Records section start

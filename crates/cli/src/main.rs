use anyhow::{bail, Context as AnyhowContext, Result};
use clap::{Args, Parser, Subcommand};
use sift_code_chunker::{Chunker, ChunkerConfig, SignalCatalog};
use std::io::{self, Write};
use std::path::PathBuf;
use std::sync::Arc;
use std::time::Instant;

mod pipeline;
mod report;
mod scanner;

use pipeline::process_files;
use report::{render_file, FileReport, RunSummary};
use scanner::FileScanner;

#[derive(Parser)]
#[command(name = "sift")]
#[command(about = "Chunk source trees and tag generated boilerplate", long_about = None)]
#[command(version)]
struct Cli {
    #[command(subcommand)]
    command: Commands,

    /// Enable verbose logging
    #[arg(short, long, global = true)]
    verbose: bool,

    /// Quiet mode: log only warnings/errors
    #[arg(long, global = true)]
    quiet: bool,
}

#[derive(Subcommand)]
enum Commands {
    /// Chunk files and directories and print chunk descriptors
    Chunk(ChunkArgs),

    /// Print the built-in signal catalog as TOML
    Catalog,
}

#[derive(Args)]
struct ChunkArgs {
    /// Files or directories to process
    #[arg(required = true)]
    paths: Vec<PathBuf>,

    /// Chunker configuration file (TOML)
    #[arg(long)]
    config: Option<PathBuf>,

    /// Signal catalog file (TOML), appended to the built-in catalog
    #[arg(long)]
    catalog: Option<PathBuf>,

    /// Use only the catalog given with --catalog
    #[arg(long, requires = "catalog")]
    replace_catalog: bool,

    /// Output one JSON object per file (stdout is reserved for JSON)
    #[arg(long)]
    json: bool,

    /// With --json, print one pretty-printed array instead of JSON lines
    #[arg(long, requires = "json")]
    pretty: bool,

    /// Print only the run summary
    #[arg(long, conflicts_with = "json")]
    summary: bool,
}

#[tokio::main]
async fn main() -> Result<()> {
    let mut cli = Cli::parse();

    // Keep stdout clean for JSON parsing
    if matches!(&cli.command, Commands::Chunk(args) if args.json) {
        cli.quiet = true;
    }

    let mut builder =
        env_logger::Builder::from_env(env_logger::Env::default().default_filter_or("info"));
    if cli.quiet {
        builder.filter_level(log::LevelFilter::Warn);
    } else if cli.verbose {
        builder.filter_level(log::LevelFilter::Debug);
    }
    builder.target(env_logger::Target::Stderr).init();

    match cli.command {
        Commands::Chunk(args) => run_chunk(args).await?,
        Commands::Catalog => run_catalog()?,
    }

    Ok(())
}

async fn run_chunk(args: ChunkArgs) -> Result<()> {
    for path in &args.paths {
        if !path.exists() {
            bail!("Path not found: {}", path.display());
        }
    }

    let config = match &args.config {
        Some(path) => ChunkerConfig::from_toml_file(path)
            .with_context(|| format!("Failed to load config {}", path.display()))?,
        None => ChunkerConfig::default(),
    };
    let catalog = load_catalog(&args)?;
    let chunker = Arc::new(
        Chunker::new(config, &catalog).context("Invalid chunker configuration or catalog")?,
    );

    let files = FileScanner::new(&args.paths).scan();
    if files.is_empty() {
        log::warn!("No source files found");
    }

    let started = Instant::now();
    let outcomes = process_files(chunker, &files).await;
    let summary = RunSummary::from_outcomes(&outcomes, started.elapsed());

    let stdout = io::stdout();
    let mut out = stdout.lock();
    if args.pretty {
        let reports: Vec<FileReport<'_>> = outcomes
            .iter()
            .filter_map(|outcome| outcome.result.as_ref().ok())
            .map(FileReport::new)
            .collect();
        serde_json::to_writer_pretty(&mut out, &reports)?;
        writeln!(out)?;
        log::info!("{}", summary.render().trim_end());
        out.flush()?;
        return Ok(());
    }

    for outcome in &outcomes {
        let analysis = match &outcome.result {
            Ok(analysis) => analysis,
            Err(e) => {
                if !args.json && !args.summary {
                    writeln!(out, "{} [error] {e}", outcome.path.display())?;
                }
                continue;
            }
        };
        if args.json {
            serde_json::to_writer(&mut out, &FileReport::new(analysis))?;
            writeln!(out)?;
        } else if !args.summary {
            out.write_all(render_file(analysis).as_bytes())?;
        }
    }

    if args.json {
        log::info!("{}", summary.render().trim_end());
    } else {
        out.write_all(summary.render().as_bytes())?;
    }
    out.flush()?;
    Ok(())
}

fn load_catalog(args: &ChunkArgs) -> Result<SignalCatalog> {
    let Some(path) = &args.catalog else {
        return Ok(SignalCatalog::builtin());
    };
    let extra = SignalCatalog::from_toml_file(path)
        .with_context(|| format!("Failed to load catalog {}", path.display()))?;
    if args.replace_catalog {
        return Ok(extra);
    }
    let mut catalog = SignalCatalog::builtin();
    catalog.extend(extra);
    Ok(catalog)
}

fn run_catalog() -> Result<()> {
    let toml = SignalCatalog::builtin()
        .to_toml_string()
        .context("Failed to render catalog")?;
    print!("{toml}");
    Ok(())
}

Records section end

Print all records shown above, word for word.

filename crates/cli/src/main.rs
use anyhow::{bail, Context as AnyhowContext, Result};
use clap::{Args, Parser, Subcommand};
use sift_code_chunker::{Chunker, ChunkerConfig, SignalCatalog};
use std::io::{self, Write};
use std::path::PathBuf;
use std::sync::Arc;
use std::time::Instant;

mod pipeline;
mod report;
mod scanner;

use pipeline::process_files;
use report::{render_file, FileReport, RunSummary};
use scanner::FileScanner;

#[derive(Parser)]
#[command(name = "sift")]
#[command(about = "Chunk source trees and tag generated boilerplate", long_about = None)]
#[command(version)]
struct Cli {
    #[command(subcommand)]
    command: Commands,

    /// Enable verbose logging
    #[arg(short, long, global = true)]
    verbose: bool,

    /// Quiet mode: log only warnings/errors
    #[arg(long, global = true)]
    quiet: bool,
}

#[derive(Subcommand)]
enum Commands {
    /// Chunk files and directories and print chunk descriptors
    Chunk(ChunkArgs),

    /// Print the built-in signal catalog as TOML
    Catalog,
}

#[derive(Args)]
struct ChunkArgs {
    /// Files or directories to process
    #[arg(required = true)]
    paths: Vec<PathBuf>,

    /// Chunker configuration file (TOML)
    #[arg(long)]
    config: Option<PathBuf>,

    /// Signal catalog file (TOML), appended to the built-in catalog
    #[arg(long)]
    catalog: Option<PathBuf>,

    /// Use only the catalog given with --catalog
    #[arg(long, requires = "catalog")]
    replace_catalog: bool,

    /// Output one JSON object per file (stdout is reserved for JSON)
    #[arg(long)]
    json: bool,

    /// With --json, print one pretty-printed array instead of JSON lines
    #[arg(long, requires = "json")]
    pretty: bool,

    /// Print only the run summary
    #[arg(long, conflicts_with = "json")]
    summary: bool,
}

#[tokio::main]
async fn main() -> Result<()> {
    let mut cli = Cli::parse();

    // Keep stdout clean for JSON parsing
    if matches!(&cli.command, Commands::Chunk(args) if args.json) {
        cli.quiet = true;
    }

    let mut builder =
        env_logger::Builder::from_env(env_logger::Env::default().default_filter_or("info"));
    if cli.quiet {
        builder.filter_level(log::LevelFilter::Warn);
    } else if cli.verbose {
        builder.filter_level(log::LevelFilter::Debug);
    }
    builder.target(env_logger::Target::Stderr).init();

    match cli.command {
        Commands::Chunk(args) => run_chunk(args).await?,
        Commands::Catalog => run_catalog()?,
    }

    Ok(())
}

async fn run_chunk(args: ChunkArgs) -> Result<()> {
    for path in &args.paths {
        if !path.exists() {
            bail!("Path not found: {}", path.display());
        }
    }

    let config = match &args.config {
        Some(path) => ChunkerConfig::from_toml_file(path)
            .with_context(|| format!("Failed to load config {}", path.display()))?,
        None => ChunkerConfig::default(),
    };
    let catalog = load_catalog(&args)?;
    let chunker = Arc::new(
        Chunker::new(config, &catalog).context("Invalid chunker configuration or catalog")?,
    );

    let files = FileScanner::new(&args.paths).scan();
    if files.is_empty() {
        log::warn!("No source files found");
    }

    let started = Instant::now();
    let outcomes = process_files(chunker, &files).await;
    let summary = RunSummary::from_outcomes(&outcomes, started.elapsed());

    let stdout = io::stdout();
    let mut out = stdout.lock();
    if args.pretty {
        let reports: Vec<FileReport<'_>> = outcomes
            .iter()
            .filter_map(|outcome| outcome.result.as_ref().ok())
            .map(FileReport::new)
            .collect();
        serde_json::to_writer_pretty(&mut out, &reports)?;
        writeln!(out)?;
        log::info!("{}", summary.render().trim_end());
        out.flush()?;
        return Ok(());
    }

    for outcome in &outcomes {
        let analysis = match &outcome.result {
            Ok(analysis) => analysis,
            Err(e) => {
                if !args.json && !args.summary {
                    writeln!(out, "{} [error] {e}", outcome.path.display())?;
                }
                continue;
            }
        };
        if args.json {
            serde_json::to_writer(&mut out, &FileReport::new(analysis))?;
            writeln!(out)?;
        } else if !args.summary {
            out.write_all(render_file(analysis).as_bytes())?;
        }
    }

    if args.json {
        log::info!("{}", summary.render().trim_end());
    } else {
        out.write_all(summary.render().as_bytes())?;
    }
    out.flush()?;
    Ok(())
}

fn load_catalog(args: &ChunkArgs) -> Result<SignalCatalog> {
    let Some(path) = &args.catalog else {
        return Ok(SignalCatalog::builtin());
    };
    let extra = SignalCatalog::from_toml_file(path)
        .with_context(|| format!("Failed to load catalog {}", path.display()))?;
    if args.replace_catalog {
        return Ok(extra);
    }
    let mut catalog = SignalCatalog::builtin();
    catalog.extend(extra);
    Ok(catalog)
}

fn run_catalog() -> Result<()> {
    let toml = SignalCatalog::builtin()
        .to_toml_string()
        .context("Failed to render catalog")?;
    print!("{toml}");
    Ok(())
}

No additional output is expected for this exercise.